Harold Koenig, who spent years dragging his daughter out of crack houses,
and buying her back from people she sold her body to in order to pay for
her habit, said the high drug abuse numbers mean a huge local supply of drugs.

"Substance abuse in Brevard suggests it's the drug capital of Florida,"
said Koenig, the founder and president of HEART, Help Early Addicts Receive
Treatment.

It's a matter of geography, he said. Brevard has more than 70 miles of
coastline, two rivers, side harbors and canals that make it easier for drug
runners to come in by water.

Second, he said, Interstate 95 makes it easy for Brevard addicts to pick up
a carload of drugs and drive the stash north or south.

Third, he said, an active port means underpaid crew members selling drugs
on the side once they hit Cape Canaveral.

Without effective treatment programs, Brevard is in for a harsh future of
rising numbers of foster children, escalating hospital costs for crack
babies, and an epidemic of hepatitis C among young people.

"It's going to be devastating," Koenig predicted.

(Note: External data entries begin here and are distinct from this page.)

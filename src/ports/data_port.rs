//! Price data access port trait.

use crate::domain::bar::PriceSeries;
use crate::domain::error::GaptraderError;
use chrono::NaiveDate;
use std::collections::BTreeMap;

pub trait DataPort {
    /// Validated bar series for one symbol, restricted to `[start, end]`.
    fn fetch_series(
        &self,
        symbol: &str,
        start: NaiveDate,
        end: NaiveDate,
    ) -> Result<PriceSeries, GaptraderError>;

    /// All symbols the source knows about, sorted.
    fn list_symbols(&self) -> Result<Vec<String>, GaptraderError>;
}

/// Load every requested symbol into a deterministically ordered map.
///
/// Symbols that load but contain no bars in range are skipped with a warning;
/// load failures propagate.
pub fn load_histories(
    port: &dyn DataPort,
    symbols: &[String],
    start: NaiveDate,
    end: NaiveDate,
) -> Result<BTreeMap<String, PriceSeries>, GaptraderError> {
    let mut histories = BTreeMap::new();
    for symbol in symbols {
        let series = port.fetch_series(symbol, start, end)?;
        if series.is_empty() {
            eprintln!("warning: {symbol} has no bars in range, skipping");
            continue;
        }
        histories.insert(symbol.clone(), series);
    }
    Ok(histories)
}
//! Core domain types and logic.

pub mod backtest;
pub mod bar;
pub mod config;
pub mod detector;
pub mod error;
pub mod execution;
pub mod features;
pub mod metrics;
pub mod portfolio;
pub mod trade;
pub mod universe;
pub mod walk_forward;
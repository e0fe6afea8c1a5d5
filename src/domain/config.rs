//! Typed run settings parsed and validated from the configuration port.
//!
//! Every field is checked before a run starts so that a bad config fails
//! fast with the section and key named, instead of surfacing as a panic
//! mid-backtest.

use crate::domain::detector::DetectorGrid;
use crate::domain::error::GaptraderError;
use crate::domain::execution::{ExecutionConfig, SlippageModel};
use crate::domain::portfolio::PortfolioConfig;
use crate::domain::universe::UniverseConfig;
use crate::domain::walk_forward::WalkForwardConfig;
use crate::ports::config_port::ConfigPort;
use chrono::NaiveDate;

#[derive(Debug, Clone, PartialEq)]
pub struct Settings {
    pub csv_dir: String,
    pub start_date: NaiveDate,
    pub end_date: NaiveDate,
    /// Universe freeze date. Selection uses only data up to and including t0.
    pub t0: NaiveDate,
    pub universe: UniverseConfig,
    pub walk_forward: WalkForwardConfig,
    pub grid: DetectorGrid,
    pub execution: ExecutionConfig,
    pub portfolio: PortfolioConfig,
}

impl Settings {
    pub fn from_config(config: &dyn ConfigPort) -> Result<Self, GaptraderError> {
        let csv_dir = require_string(config, "data", "csv_dir")?;
        let start_date = parse_date(config, "data", "start_date")?;
        let end_date = parse_date(config, "data", "end_date")?;
        if start_date >= end_date {
            return Err(invalid(
                "data",
                "start_date",
                "start_date must be before end_date",
            ));
        }

        let t0 = parse_date(config, "run", "t0")?;
        if t0 < start_date || t0 > end_date {
            return Err(invalid(
                "run",
                "t0",
                "t0 must fall within [start_date, end_date]",
            ));
        }

        let settings = Settings {
            csv_dir,
            start_date,
            end_date,
            t0,
            universe: parse_universe(config)?,
            walk_forward: parse_walk_forward(config)?,
            grid: parse_grid(config)?,
            execution: parse_execution(config)?,
            portfolio: parse_portfolio(config)?,
        };
        Ok(settings)
    }
}

fn invalid(section: &str, key: &str, reason: &str) -> GaptraderError {
    GaptraderError::ConfigInvalid {
        section: section.to_string(),
        key: key.to_string(),
        reason: reason.to_string(),
    }
}

fn require_string(
    config: &dyn ConfigPort,
    section: &str,
    key: &str,
) -> Result<String, GaptraderError> {
    match config.get_string(section, key) {
        Some(s) if !s.trim().is_empty() => Ok(s.trim().to_string()),
        _ => Err(GaptraderError::ConfigMissing {
            section: section.to_string(),
            key: key.to_string(),
        }),
    }
}

fn parse_date(
    config: &dyn ConfigPort,
    section: &str,
    key: &str,
) -> Result<NaiveDate, GaptraderError> {
    let raw = require_string(config, section, key)?;
    NaiveDate::parse_from_str(&raw, "%Y-%m-%d")
        .map_err(|_| invalid(section, key, "expected a YYYY-MM-DD date"))
}

fn parse_usize_list(
    config: &dyn ConfigPort,
    section: &str,
    key: &str,
    default: &str,
) -> Result<Vec<usize>, GaptraderError> {
    let raw = config
        .get_string(section, key)
        .unwrap_or_else(|| default.to_string());
    raw.split(',')
        .map(|s| {
            s.trim()
                .parse::<usize>()
                .map_err(|_| invalid(section, key, "expected a comma-separated integer list"))
        })
        .collect()
}

fn parse_f64_list(
    config: &dyn ConfigPort,
    section: &str,
    key: &str,
    default: &str,
) -> Result<Vec<f64>, GaptraderError> {
    let raw = config
        .get_string(section, key)
        .unwrap_or_else(|| default.to_string());
    raw.split(',')
        .map(|s| {
            s.trim()
                .parse::<f64>()
                .map_err(|_| invalid(section, key, "expected a comma-separated number list"))
        })
        .collect()
}

fn parse_universe(config: &dyn ConfigPort) -> Result<UniverseConfig, GaptraderError> {
    let size = config.get_int("universe", "size", 50);
    if size < 1 {
        return Err(invalid("universe", "size", "size must be at least 1"));
    }
    let min_turnover = config.get_double("universe", "min_turnover", 1_000_000.0);
    if min_turnover < 0.0 {
        return Err(invalid(
            "universe",
            "min_turnover",
            "min_turnover must be non-negative",
        ));
    }
    let min_price = config.get_double("universe", "min_price", 5.0);
    if min_price < 0.0 {
        return Err(invalid(
            "universe",
            "min_price",
            "min_price must be non-negative",
        ));
    }
    let lookback_years = config.get_int("universe", "lookback_years", 2);
    if lookback_years < 1 {
        return Err(invalid(
            "universe",
            "lookback_years",
            "lookback_years must be at least 1",
        ));
    }

    let exclude_symbols = config
        .get_string("universe", "exclude")
        .map(|raw| {
            raw.split(',')
                .map(|s| s.trim().to_string())
                .filter(|s| !s.is_empty())
                .collect()
        })
        .unwrap_or_default();

    Ok(UniverseConfig {
        size: size as usize,
        min_turnover,
        min_price,
        lookback_years: lookback_years as u32,
        exclude_symbols,
    })
}

fn parse_walk_forward(config: &dyn ConfigPort) -> Result<WalkForwardConfig, GaptraderError> {
    let is_years = config.get_int("walk_forward", "is_years", 3);
    let oos_years = config.get_int("walk_forward", "oos_years", 1);
    let holdout_years = config.get_int("walk_forward", "holdout_years", 1);

    if is_years < 1 {
        return Err(invalid(
            "walk_forward",
            "is_years",
            "is_years must be at least 1",
        ));
    }
    if oos_years < 1 {
        return Err(invalid(
            "walk_forward",
            "oos_years",
            "oos_years must be at least 1",
        ));
    }
    if holdout_years < 0 {
        return Err(invalid(
            "walk_forward",
            "holdout_years",
            "holdout_years must be non-negative",
        ));
    }

    Ok(WalkForwardConfig {
        is_years: is_years as u32,
        oos_years: oos_years as u32,
        holdout_years: holdout_years as u32,
    })
}

fn parse_grid(config: &dyn ConfigPort) -> Result<DetectorGrid, GaptraderError> {
    let grid = DetectorGrid {
        windows: parse_usize_list(config, "detector", "windows", "21,63")?,
        k_lows: parse_f64_list(config, "detector", "k_lows", "-1.5,-2.0,-2.5")?,
        max_holds: parse_usize_list(config, "detector", "max_holds", "1,2,3,5")?,
        min_hit_rate: config.get_double("detector", "min_hit_rate", 0.45),
    };
    grid.validate()?;
    Ok(grid)
}

fn parse_execution(config: &dyn ConfigPort) -> Result<ExecutionConfig, GaptraderError> {
    let circuit_guard_pct = config.get_double("execution", "circuit_guard_pct", 0.10);
    if circuit_guard_pct <= 0.0 {
        return Err(invalid(
            "execution",
            "circuit_guard_pct",
            "circuit_guard_pct must be positive",
        ));
    }
    let fees_bps = config.get_double("execution", "fees_bps", 10.0);
    if fees_bps < 0.0 {
        return Err(invalid("execution", "fees_bps", "fees_bps must be non-negative"));
    }

    let slippage = SlippageModel {
        gap_2pct: config.get_double("execution", "slippage_gap_2pct", 5.0),
        gap_5pct: config.get_double("execution", "slippage_gap_5pct", 10.0),
        gap_high: config.get_double("execution", "slippage_gap_high", 20.0),
    };
    for (key, bps) in [
        ("slippage_gap_2pct", slippage.gap_2pct),
        ("slippage_gap_5pct", slippage.gap_5pct),
        ("slippage_gap_high", slippage.gap_high),
    ] {
        if bps < 0.0 {
            return Err(invalid("execution", key, "slippage must be non-negative"));
        }
    }

    Ok(ExecutionConfig {
        circuit_guard_pct,
        fees_bps,
        slippage,
    })
}

fn parse_portfolio(config: &dyn ConfigPort) -> Result<PortfolioConfig, GaptraderError> {
    let max_concurrent = config.get_int("portfolio", "max_concurrent", 5);
    if max_concurrent < 1 {
        return Err(invalid(
            "portfolio",
            "max_concurrent",
            "max_concurrent must be at least 1",
        ));
    }
    let position_size = config.get_double("portfolio", "position_size", 10_000.0);
    if position_size <= 0.0 {
        return Err(invalid(
            "portfolio",
            "position_size",
            "position_size must be positive",
        ));
    }

    Ok(PortfolioConfig {
        max_concurrent: max_concurrent as usize,
        position_size,
        reentry_lockout: config.get_bool("portfolio", "reentry_lockout", true),
    })
}
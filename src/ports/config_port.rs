//! Configuration access port trait.

pub trait ConfigPort {
    fn get_string(&self, section: &str, key: &str) -> Option<String>;
    fn get_int(&self, section: &str, key: &str, default: i64) -> i64;
    fn get_double(&self, section: &str, key: &str, default: f64) -> f64;
    fn get_bool(&self, section: &str, key: &str, default: bool) -> bool;
}
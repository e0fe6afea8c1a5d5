use clap::Parser;
use gaptrader::cli::{run, Cli};

fn main() -> std::process::ExitCode {
    run(Cli::parse())
}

The solution is simple, he said. Reduce demand. Eliminate the customer from
the drug trafficker. Put kids into effective treatment programs.

Transience and lack of interest in education feed on each other, create a
cycle that feeds on itself, Carlson said.

The use of harder drugs like heroin and crack was particularly alarming to
Carlson.

"It cuts at the very fiber of our community," Carlson said. "With that
percentage of youth on drugs, our war on drugs is going to be very limited.
Young people on drugs create older people on drugs. We have successful
programs in this county. Why do we stick out so much? I don't have the
answer, all I know is it's going to eat at the fiber of our community in an
age range we can least afford to lose."